From 8bc66a122573222a8c63114a88ca8feb63f16575 Mon Sep 17 00:00:00 2001
From: =?UTF-8?q?David=20Sch=C3=A4fer?= <david.schaefer@ufz.de>
Date: Wed, 6 Mar 2024 09:02:29 +0100
Subject: [PATCH] Make transferFlags a multivariate function

---
 CHANGELOG.md                  |  1 +
 saqc/funcs/flagtools.py       | 66 +++++++++++++++++++++++++----------
 saqc/lib/tools.py             | 20 ++++++++++-
 tests/funcs/test_flagtools.py | 43 +++++++++++++++++++++++
 4 files changed, 111 insertions(+), 19 deletions(-)

diff --git a/CHANGELOG.md b/CHANGELOG.md
index ef5c8a0ec..0f09eccdf 100644
--- a/CHANGELOG.md
+++ b/CHANGELOG.md
@@ -15,6 +15,7 @@ SPDX-License-Identifier: GPL-3.0-or-later
 - `SaQC`: support for selection, slicing and setting of items by use of subscription on SaQC objects (e.g. `qc[key]` and `qc[key] = value`).
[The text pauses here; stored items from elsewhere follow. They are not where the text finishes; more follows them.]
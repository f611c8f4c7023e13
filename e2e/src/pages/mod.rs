//! Page objects: intent-level operations over a [`Session`](crate::Session).

mod about;
mod contact;
mod init;
mod portfolio;
mod services;

pub use about::AboutPage;
pub use contact::ContactPage;
pub use init::InitPage;
pub use portfolio::PortfolioPage;
pub use services::ServicesPage;

use crate::{E2eError, Session};

/// Sections reachable from the main navigation that the suite walks through.
#[derive(Debug, Clone, Copy, PartialEq, Eq)]
pub enum Section {
    Services,
    Portfolio,
    About,
    Contact,
}

impl Section {
    pub const ALL: [Section; 4] = [
        Section::Services,
        Section::Portfolio,
        Section::About,
        Section::Contact,
    ];

    pub fn slug(self) -> &'static str {
        match self {
            Section::Services => "services",
            Section::Portfolio => "portfolio",
            Section::About => "about",
            Section::Contact => "contact",
        }
    }

    /// Navigation link whose `href` mentions the section.
    pub fn nav_selector(self) -> String {
        format!(r#"nav a[href*="{}"]"#, self.slug())
    }

    /// Root element of the section's page view.
    pub fn root_selector(self) -> String {
        format!("#{}", self.slug())
    }
}

/// A page whose presence is signalled by one root section.
#[allow(async_fn_in_trait)]
pub trait SectionPage {
    const SECTION: Section;

    fn session(&self) -> &Session;

    async fn wait_until_section_is_displayed(&self) -> Result<bool, E2eError> {
        self.session()
            .wait_until_displayed(&Self::SECTION.root_selector())
            .await
    }
}

/// Waits on the page object that owns `section`.
pub async fn wait_for_section(session: &Session, section: Section) -> Result<bool, E2eError> {
    match section {
        Section::Services => ServicesPage::new(session).wait_until_section_is_displayed().await,
        Section::Portfolio => PortfolioPage::new(session).wait_until_section_is_displayed().await,
        Section::About => AboutPage::new(session).wait_until_section_is_displayed().await,
        Section::Contact => ContactPage::new(session).wait_until_section_is_displayed().await,
    }
}

#[cfg(test)]
mod tests {
    use super::*;

    #[test]
    fn selectors_follow_the_section_slug() {
        assert_eq!(Section::Services.nav_selector(), r#"nav a[href*="services"]"#);
        assert_eq!(Section::Contact.root_selector(), "#contact");
    }

    #[test]
    fn sections_are_walked_in_menu_order() {
        let slugs: Vec<_> = Section::ALL.iter().map(|s| s.slug()).collect();
        assert_eq!(slugs, ["services", "portfolio", "about", "contact"]);
    }

    #[test]
    fn pages_bind_to_their_section() {
        assert_eq!(ServicesPage::SECTION, Section::Services);
        assert_eq!(PortfolioPage::SECTION, Section::Portfolio);
        assert_eq!(AboutPage::SECTION, Section::About);
        assert_eq!(ContactPage::SECTION, Section::Contact);
    }
}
    Selection works with single keys, collections of keys and string slices (e.g. `qc["a":"f"]`).  Values can be SaQC objects, pd.Series, 
    Iterable of Series and dict-like with series values.
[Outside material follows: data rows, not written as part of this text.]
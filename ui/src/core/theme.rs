//! Dark/light preference and the palette derived from it.
//!
//! `ThemeContext` is built once at the application root (with the injected
//! [`Preferences`]) and shared through the Dioxus context; views read the
//! palette from it and re-render when the flag changes.

use dioxus::logger::tracing::{debug, warn};
use dioxus::prelude::*;

use super::platform;
use super::storage::{PreferenceStore, Preferences, StorageError, DARK_MODE_KEY};

/// Named colors consumed by inline styles.
#[derive(Debug, Clone, Copy, PartialEq, Eq)]
pub struct Palette {
    pub input_bg: &'static str,
    pub text: &'static str,
    pub border: &'static str,
    pub button: &'static str,
    pub heading: &'static str,
    pub card_bg: &'static str,
    pub icon: &'static str,
}

impl Palette {
    pub const DARK: Palette = Palette {
        input_bg: "#1f2937",
        text: "#f9fafb",
        border: "#374151",
        button: "#3b82f6",
        heading: "#f9fafb",
        card_bg: "#111827",
        icon: "#f9fafb",
    };

    pub const LIGHT: Palette = Palette {
        input_bg: "#f3f4f6",
        text: "#111827",
        border: "#d1d5db",
        button: "#3b82f6",
        heading: "#111827",
        card_bg: "#ffffff",
        icon: "#111827",
    };

    pub const fn for_mode(dark: bool) -> Palette {
        if dark {
            Self::DARK
        } else {
            Self::LIGHT
        }
    }

    /// `background-color` + `color` pair used by most surfaces.
    pub fn surface_style(&self) -> String {
        format!("background-color: {}; color: {};", self.card_bg, self.text)
    }
}

#[derive(Debug, Clone, Copy, PartialEq, Eq)]
pub struct ThemePreference {
    pub dark: bool,
}

impl ThemePreference {
    /// Read the persisted flag; absent or unparsable values fall back to `default_dark`.
    pub fn restore(store: &dyn PreferenceStore, default_dark: bool) -> Self {
        let dark = match store.read(DARK_MODE_KEY).as_deref() {
            Some("true") => true,
            Some("false") => false,
            _ => default_dark,
        };
        Self { dark }
    }

    pub fn toggled(self) -> Self {
        Self { dark: !self.dark }
    }

    pub fn palette(self) -> Palette {
        Palette::for_mode(self.dark)
    }

    pub fn persist(self, store: &dyn PreferenceStore) -> Result<(), StorageError> {
        store.write(DARK_MODE_KEY, if self.dark { "true" } else { "false" })
    }
}

#[derive(Clone, PartialEq)]
pub struct ThemeContext {
    preference: Signal<ThemePreference>,
    prefs: Preferences,
}

impl ThemeContext {
    /// Must run inside a component scope (it allocates a signal).
    pub fn new(prefs: Preferences, default_dark: bool) -> Self {
        let preference = ThemePreference::restore(prefs.store(), default_dark);
        platform::set_document_dark_class(preference.dark);
        Self {
            preference: Signal::new(preference),
            prefs,
        }
    }

    pub fn is_dark(&self) -> bool {
        (self.preference)().dark
    }

    pub fn palette(&self) -> Palette {
        (self.preference)().palette()
    }

    pub fn toggle(&mut self) {
        let next = self.preference.peek().toggled();
        self.preference.set(next);
        platform::set_document_dark_class(next.dark);
        debug!("theme toggled (dark={})", next.dark);
        if let Err(err) = next.persist(self.prefs.store()) {
            warn!("could not persist theme preference: {err}");
        }
    }
}

pub fn use_theme() -> ThemeContext {
    use_context::<ThemeContext>()
}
+- `transferFlags` is a multivariate function
 - `plot`: added `yscope` keyword
 - `setFlags`: function to replace `flagManual`
 - `flagUniLOF`: added defaultly applied correction to mitigate phenomenon of overflagging at relatively steep data value slopes. (parameter `slope_correct`). 
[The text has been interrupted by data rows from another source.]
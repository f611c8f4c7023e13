//! Outbound delivery of contact submissions through the EmailJS REST API.

use serde::Serialize;
use thiserror::Error;

use super::ContactDraft;
use crate::config::EmailJsConfig;

#[derive(Debug, Error)]
pub enum SendError {
    #[error("email delivery is not configured")]
    NotConfigured,
    #[error("request failed: {0}")]
    Transport(#[from] reqwest::Error),
    #[error("provider rejected the message ({status}): {body}")]
    Rejected { status: u16, body: String },
}

/// Something that can deliver a contact draft. One attempt per call, no retries.
#[allow(async_fn_in_trait)]
pub trait Mailer {
    async fn send(&self, draft: &ContactDraft) -> Result<(), SendError>;
}

#[derive(Serialize)]
struct EmailJsRequest<'a> {
    service_id: &'a str,
    template_id: &'a str,
    user_id: &'a str,
    template_params: &'a ContactDraft,
}

#[derive(Debug, Clone)]
pub struct EmailJsClient {
    config: EmailJsConfig,
    http: reqwest::Client,
}

impl EmailJsClient {
    pub fn new(config: EmailJsConfig) -> Self {
        Self {
            config,
            http: reqwest::Client::new(),
        }
    }
}

impl Mailer for EmailJsClient {
    async fn send(&self, draft: &ContactDraft) -> Result<(), SendError> {
        let body = EmailJsRequest {
            service_id: &self.config.service_id,
            template_id: &self.config.template_id,
            user_id: &self.config.public_key,
            template_params: draft,
        };
        let response = self
            .http
            .post(&self.config.endpoint)
            .json(&body)
            .send()
            .await?;

        let status = response.status();
        if status.is_success() {
            return Ok(());
        }
        let body = response.text().await.unwrap_or_default();
        Err(SendError::Rejected {
            status: status.as_u16(),
            body,
        })
    }
}

/// Mailer used when no credentials were configured at build time.
#[derive(Debug, Clone, Copy, Default)]
pub struct Unconfigured;

impl Mailer for Unconfigured {
    async fn send(&self, _draft: &ContactDraft) -> Result<(), SendError> {
        Err(SendError::NotConfigured)
    }
}

/// The configured client, or [`Unconfigured`].
#[derive(Debug, Clone)]
pub enum SiteMailer {
    EmailJs(EmailJsClient),
    Unconfigured(Unconfigured),
}

impl SiteMailer {
    pub fn from_config(config: Option<EmailJsConfig>) -> Self {
        match config {
            Some(cfg) => Self::EmailJs(EmailJsClient::new(cfg)),
            None => Self::Unconfigured(Unconfigured),
        }
    }
}

impl Mailer for SiteMailer {
    async fn send(&self, draft: &ContactDraft) -> Result<(), SendError> {
        match self {
            Self::EmailJs(client) => client.send(draft).await,
            Self::Unconfigured(none) => none.send(draft).await,
        }
    }
}

#[cfg(test)]
mod tests {
    use super::*;
    use serde_json::json;

    #[test]
    fn request_body_matches_emailjs_shape() {
        let draft = ContactDraft {
            name: "Ana".into(),
            email: "ana@example.com".into(),
            message: "Hola".into(),
        };
        let body = EmailJsRequest {
            service_id: "svc",
            template_id: "tpl",
            user_id: "pub",
            template_params: &draft,
        };
        assert_eq!(
            serde_json::to_value(&body).unwrap(),
            json!({
                "service_id": "svc",
                "template_id": "tpl",
                "user_id": "pub",
                "template_params": {
                    "name": "Ana",
                    "email": "ana@example.com",
                    "message": "Hola"
                }
            })
        );
    }

    #[test]
    fn unconfigured_mailer_always_fails() {
        let outcome = futures::executor::block_on(SiteMailer::from_config(None).send(&ContactDraft::default()));
        assert!(matches!(outcome, Err(SendError::NotConfigured)));
    }
}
diff --git a/saqc/funcs/flagtools.py b/saqc/funcs/flagtools.py
index 9e01e74e2..029665a3f 100644
--- a/saqc/funcs/flagtools.py
+++ b/saqc/funcs/flagtools.py
@@ -17,9 +17,16 @@ from typing_extensions import Literal
 
 from saqc import BAD, FILTER_ALL, UNFLAGGED
 from saqc.core import DictOfSeries, flagging, register
+from saqc.core.flags import Flags
 from saqc.core.history import History
 from saqc.lib.checking import validateChoice, validateWindow
-from saqc.lib.tools import initializeTargets, isflagged, isunflagged, toSequence
+from saqc.lib.tools import (
+    initializeTargets,
+    isflagged,
+    isunflagged,
+    multivariateParameters,
+    toSequence,
+)
 
 if TYPE_CHECKING:
     from saqc import SaQC
@@ -356,6 +363,7 @@ class FlagtoolsMixin:
         demask=[],
         squeeze=[],
         handles_target=True,  # function defines a target parameter, so it needs to handle it
+        multivariate=True,
     )
     def transferFlags(
         self: "SaQC",
@@ -415,16 +423,8 @@ class FlagtoolsMixin:
            0   -inf   -inf   -inf
            1  255.0  255.0  255.0
         """
-        history = self._flags.history[field]
-
-        if target is None:
-            target = field
 
-        if overwrite is False:
-            mask = isflagged(self._flags[target], thresh=kwargs["dfilter"])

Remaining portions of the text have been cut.